Like the beach debate back in Australia, this took a hot-button issue and served it up to a stressed and anxious crowd. And like that debate, there is little chance that this will do any good.

 


 

Most of us have experienced nothing like the social distancing measures being deployed around the world, and hopefully we never will again. But this stretch has to have staying power, if we’re to lurch towards that glorious moment in time when a vaccine whisks us all from this weird, shitty nightmare.

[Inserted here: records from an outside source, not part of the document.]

//! # nsbrand Loader Resolution
//!
//! File: cli/src/core/resolve.rs
//!
//! ## Overview
//!
//! A Rust model of what the generated self-contained loader does at runtime:
//! given a fully qualified class name, find the file that defines it or
//! decline. The build command uses it after a real build to check that every
//! rewritten class file is reachable through the loader it just generated,
//! and warns about the ones that are not (a file whose path does not follow
//! its namespace, for example).
//!
//! The check reads what each file declares: `<declared namespace>\<file stem>`
//! is the name code would ask the loader for, and the file is reachable only
//! if that name resolves back to it. Files without a declaration are not
//! class files and are left out.
//!
//! ## Architecture
//!
//! - `Resolver`: one strategy, qualified name to path or `None`.
//! - `PrefixResolver`: the self-contained loader's strategy. Strips the
//!   namespace prefix, turns separators into path separators, appends the
//!   source extension, and requires the file to exist under its root.
//! - `ResolverChain`: tries resolvers in registration order; the first hit
//!   wins, mirroring a stack of registered autoloaders.
//!
use crate::core::manifest::{FileCategory, Manifest};
use crate::core::rewrite::Rewriter;
use crate::core::syntax::Syntax;
use std::fmt::Debug;
use std::fs;
use std::path::{Path, PathBuf};
use tracing::debug;

/// Maps a fully qualified name to the file that defines it.
pub trait Resolver: Debug {
    fn resolve(&self, qualified: &str) -> Option<PathBuf>;
}

/// Resolves `<namespace>\Sub\Name` to `<root>/Sub/Name.<ext>`.
#[derive(Debug, Clone)]
pub struct PrefixResolver {
    namespace: String,
    separator: char,
    extension: String,
    root: PathBuf,
}

impl PrefixResolver {
    pub fn new(syntax: &Syntax, namespace: &str, root: impl Into<PathBuf>) -> Self {
        Self {
            namespace: namespace.to_string(),
            separator: syntax.separator,
            extension: syntax.extension.to_string(),
            root: root.into(),
        }
    }
}

impl Resolver for PrefixResolver {
    fn resolve(&self, qualified: &str) -> Option<PathBuf> {
        let rest = qualified
            .strip_prefix(self.namespace.as_str())?
            .strip_prefix(self.separator)?;
        if rest.is_empty() {
            return None;
        }
        let mut path = self.root.clone();
        for segment in rest.split(self.separator) {
            path.push(segment);
        }
        path.set_extension(&self.extension);
        if path.is_file() {
            Some(path)
        } else {
            debug!("{} -> {} (not found)", qualified, path.display());
            None
        }
    }
}

/// Ordered list of resolvers; the first one that answers wins.
#[derive(Debug, Default)]
pub struct ResolverChain {
    resolvers: Vec<Box<dyn Resolver>>,
}

impl ResolverChain {
    pub fn new() -> Self {
        Self::default()
    }

    pub fn register(&mut self, resolver: impl Resolver + 'static) -> &mut Self {
        self.resolvers.push(Box::new(resolver));
        self
    }
}

impl Resolver for ResolverChain {
    fn resolve(&self, qualified: &str) -> Option<PathBuf> {
        self.resolvers.iter().find_map(|r| r.resolve(qualified))
    }
}

/// Normal records of `manifest` the self-contained loader could not load.
///
/// A record is reported when its file cannot be read, or when the name it
/// declares does not resolve to it under `root`.
pub fn unresolvable_files(
    rewriter: &Rewriter,
    syntax: &Syntax,
    root: &Path,
    manifest: &Manifest,
) -> Vec<PathBuf> {
    let mut chain = ResolverChain::new();
    chain.register(PrefixResolver::new(syntax, rewriter.target(), root));

    manifest
        .of_category(FileCategory::Normal)
        .filter(|record| {
            let path = root.join(&record.path);
            let content = match fs::read_to_string(&path) {
                Ok(content) => content,
                Err(e) => {
                    debug!("Cannot read {}: {}", path.display(), e);
                    return true;
                }
            };
            let Some(namespace) = rewriter.declared_namespace(&content) else {
                debug!("{} declares no namespace", record.display_path());
                return false;
            };
            let Some(stem) = record.path.file_stem().and_then(|s| s.to_str()) else {
                return true;
            };
            let qualified = format!("{}{}{}", namespace, syntax.separator, stem);
            chain.resolve(&qualified).as_deref() != Some(path.as_path())
        })
        .map(|record| record.path.clone())
        .collect()
}
//! # nsbrand Core Engine
//!
//! File: cli/src/core/mod.rs
//!
//! ## Overview
//!
//! This module aggregates everything that is specific to namespace branding:
//! settings and persisted state, prefix resolution, the rewrite rules and the
//! tree walk that applies them, loader generation, and run reporting.
//!
//! ## Architecture
//!
//! Leaves first:
//! - `error`, `syntax`: error taxonomy and the template language vocabulary
//! - `config`, `state`, `prefix`: project settings, persisted JSON state, prefix resolution
//! - `rewrite`, `transform`: shape rules and the per-file walk
//! - `templating`, `finalize`, `resolve`: loader rendering, loader placement, loader model
//! - `manifest`, `report`: what a run changed and how it is presented
//!
//! Command handlers in `crate::commands` wire these together.
//!
pub mod config;
pub mod error;
pub mod finalize;
pub mod manifest;
pub mod prefix;
pub mod report;
pub mod resolve;
pub mod rewrite;
pub mod state;
pub mod syntax;
pub mod templating;
pub mod transform;
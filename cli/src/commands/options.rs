//! # nsbrand Option Parser
//!
//! File: cli/src/commands/options.rs
//!
//! ## Overview
//!
//! Turns the tokens after the command name into a key/value map. The grammar
//! is deliberately loose; anything it does not recognize is ignored rather
//! than rejected, and a later occurrence of a key replaces an earlier one.
//!
//! | Token              | Result                                            |
//! |--------------------|---------------------------------------------------|
//! | `--key=value`      | `key -> Value("value")` (everything after the first `=`, may be empty) |
//! | `--key value`      | `key -> Value("value")` when `value` does not start with `--` |
//! | `--key`            | `key -> Flag` when followed by `--...` or nothing |
//! | `-x`               | `x -> Flag` for a single ASCII letter             |
//! | anything else      | ignored                                           |
//!
//! Note that `--key value` consumes `value` even when it looks like a short
//! flag (`--output -x` sets `output` to `-x`).
//!
use crate::core::error::{BrandError, Result};
use std::collections::HashMap;

/// A parsed option.
#[derive(Debug, Clone, PartialEq, Eq)]
pub enum OptionValue {
    Flag,
    Value(String),
}

/// Options given after the command name.
#[derive(Debug, Clone, Default, PartialEq, Eq)]
pub struct Options {
    values: HashMap<String, OptionValue>,
}

impl Options {
    /// # Parse Options (`parse`)
    ///
    /// Scans `tokens` left to right. Never fails.
    pub fn parse<S: AsRef<str>>(tokens: &[S]) -> Self {
        let mut values = HashMap::new();
        let mut i = 0;
        while i < tokens.len() {
            let token = tokens[i].as_ref();
            if let Some(long) = token.strip_prefix("--") {
                if long.is_empty() || long.starts_with('=') {
                    // `--` and `--=x` name no key.
                } else if let Some((key, value)) = long.split_once('=') {
                    values.insert(key.to_string(), OptionValue::Value(value.to_string()));
                } else {
                    let next: Option<&str> = tokens.get(i + 1).map(|t| t.as_ref());
                    match next {
                        Some(next) if !next.starts_with("--") => {
                            values.insert(long.to_string(), OptionValue::Value(next.to_string()));
                            i += 1;
                        }
                        _ => {
                            values.insert(long.to_string(), OptionValue::Flag);
                        }
                    }
                }
            } else if let Some(short) = token.strip_prefix('-') {
                let mut chars = short.chars();
                if let (Some(c), None) = (chars.next(), chars.next()) {
                    if c.is_ascii_alphabetic() {
                        values.insert(c.to_string(), OptionValue::Flag);
                    }
                }
            }
            i += 1;
        }
        Self { values }
    }

    /// True if `key` was given in any form.
    pub fn has(&self, key: &str) -> bool {
        self.values.contains_key(key)
    }

    pub fn get(&self, key: &str) -> Option<&OptionValue> {
        self.values.get(key)
    }

    /// The value of `key`, if given.
    ///
    /// # Errors
    ///
    /// `BrandError::ArgumentParsing` when `key` was given as a bare flag.
    pub fn value(&self, key: &str) -> Result<Option<&str>> {
        match self.get(key) {
            None => Ok(None),
            Some(OptionValue::Value(v)) => Ok(Some(v.as_str())),
            Some(OptionValue::Flag) => Err(BrandError::ArgumentParsing(format!(
                "--{} requires a value (--{}=<value>)",
                key, key
            ))
            .into()),
        }
    }
}

#[cfg(test)]
mod tests {
    use super::*;

    fn parse(tokens: &[&str]) -> Options {
        Options::parse(tokens)
    }

    #[test]
    fn test_equals_form() {
        let opts = parse(&["--prefix=Acme", "--output=", "--x=a=b"]);
        assert_eq!(opts.get("prefix"), Some(&OptionValue::Value("Acme".into())));
        assert_eq!(opts.get("output"), Some(&OptionValue::Value(String::new())));
        assert_eq!(opts.value("x").unwrap(), Some("a=b"));
    }

    #[test]
    fn test_space_form_and_flags() {
        let opts = parse(&["--prefix", "Acme", "--dry-run", "--force"]);
        assert_eq!(opts.value("prefix").unwrap(), Some("Acme"));
        assert_eq!(opts.get("dry-run"), Some(&OptionValue::Flag));
        assert_eq!(opts.get("force"), Some(&OptionValue::Flag));
    }

    #[test]
    fn test_space_form_consumes_short_flag_lookalike() {
        let opts = parse(&["--output", "-x"]);
        assert_eq!(opts.value("output").unwrap(), Some("-x"));
        assert!(!opts.has("x"));
    }

    #[test]
    fn test_short_flags() {
        let opts = parse(&["-f", "-ab", "-1", "-"]);
        assert!(opts.has("f"));
        assert!(!opts.has("a"));
        assert!(!opts.has("ab"));
        assert!(!opts.has("1"));
    }

    #[test]
    fn test_unrecognized_tokens_are_ignored_and_last_wins() {
        let opts = parse(&["stray", "--prefix=One", "also-stray", "--prefix=Two"]);
        assert_eq!(opts.value("prefix").unwrap(), Some("Two"));
        assert!(!opts.has("stray"));
    }

    #[test]
    fn test_keyless_long_tokens_are_ignored() {
        let opts = parse(&["--", "--=x"]);
        assert_eq!(opts, Options::default());
    }

    #[test]
    fn test_value_of_flag_is_an_error() {
        let opts = parse(&["--prefix"]);
        assert!(opts.has("prefix"));
        let err = opts.value("prefix").unwrap_err();
        assert!(matches!(
            err.downcast_ref::<BrandError>(),
            Some(BrandError::ArgumentParsing(_))
        ));
    }
}
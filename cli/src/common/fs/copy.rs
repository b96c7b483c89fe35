//! # nsbrand Tree Replication
//!
//! File: cli/src/common/fs/copy.rs
//!
//! ## Overview
//!
//! Build mode regenerates its output directory from scratch on every run:
//! the previous output is removed and the template tree is copied in again
//! before the rewrite engine touches it. This module holds both halves.
//!
//! ## Architecture
//!
//! - `clean_directory` walks the target with `walkdir` in contents-first
//!   order, so every file and subdirectory is removed before the directory
//!   holding it, then removes the root itself. In preview mode it only reports
//!   what it would remove.
//! - `copy_directory_recursive` makes sure the destination exists and then
//!   lets `fs_extra` copy the *contents* of the source into it, creating
//!   directories before the files inside them.
//!
//! Both abort on the first I/O failure. Nothing is rolled back.
//!
use crate::common::fs::io;
use crate::core::error::Result;
use anyhow::Context;
use std::fs;
use std::path::Path;
use tracing::{debug, info};
use walkdir::WalkDir;

/// What `clean_directory` did (or would do, in preview mode).
#[derive(Debug, Clone, Copy, Default, PartialEq, Eq)]
pub struct CleanSummary {
    pub files: usize,
    pub directories: usize,
}

impl CleanSummary {
    pub fn is_empty(&self) -> bool {
        self.files == 0 && self.directories == 0
    }
}

/// Removes `dir` and everything below it, children first.
///
/// Returns an empty summary when `dir` does not exist. With `dry_run` set the
/// summary is computed but nothing is deleted.
pub fn clean_directory(dir: &Path, dry_run: bool) -> Result<CleanSummary> {
    let mut summary = CleanSummary::default();
    if !dir.exists() {
        debug!("Nothing to clean at {:?}", dir);
        return Ok(summary);
    }

    for entry in WalkDir::new(dir).contents_first(true) {
        let entry = entry.with_context(|| format!("Failed to walk {:?}", dir))?;
        let path = entry.path();
        if entry.file_type().is_dir() {
            summary.directories += 1;
            if !dry_run {
                fs::remove_dir(path)
                    .with_context(|| format!("Failed to remove directory {:?}", path))?;
            }
        } else {
            summary.files += 1;
            if !dry_run {
                fs::remove_file(path)
                    .with_context(|| format!("Failed to remove file {:?}", path))?;
            }
        }
    }

    if dry_run {
        info!(
            "Would remove {} files and {} directories under {:?}",
            summary.files, summary.directories, dir
        );
    } else {
        info!(
            "Removed {} files and {} directories under {:?}",
            summary.files, summary.directories, dir
        );
    }
    Ok(summary)
}

/// Copies the contents of `source` into `target`, byte for byte.
///
/// # Errors
///
/// Returns an `Err` if `target` cannot be created or any entry fails to copy.
pub fn copy_directory_recursive(source: &Path, target: &Path) -> Result<()> {
    info!("Starting recursive copy from {:?} to {:?}", source, target);
    io::ensure_dir_exists(target)?;

    let mut options = fs_extra::dir::CopyOptions::new();
    options.overwrite = true;
    options.content_only = true;

    fs_extra::dir::copy(source, target, &options).map_err(|e| {
        anyhow::anyhow!(e).context(format!("Failed to copy dir {:?} to {:?}", source, target))
    })?;

    info!("Finished recursive copy from {:?} to {:?}", source, target);
    Ok(())
}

It will last if it is realised through a sense of togetherness and a willingness to accept that people are trying their best to adhere to the guidelines. We have to build an instinct to seek out context, meaning and clarity when viewing public spaces that have people in them. We don’t know what families and households look like. We don’t know why people are on a street. If we forget the awful novelty of this social and cultural shift, and we forget to be charitable, then lives will be lost because the longevity of social distancing will decrease.Image

Here in Norway, we are barrelling towards long Easter holidays. Even though people on the streets adhere to social guidelines, cluster still occur, so it is probably better that busy-ness doesn’t emerge. There are probably already too many people out on the streets on sunny days, and as the holiday approaches, it might get worse. There needs to be something more to encourage people to stay away from busy areas, but deceptive shaming efforts are the worst possible pathway for that.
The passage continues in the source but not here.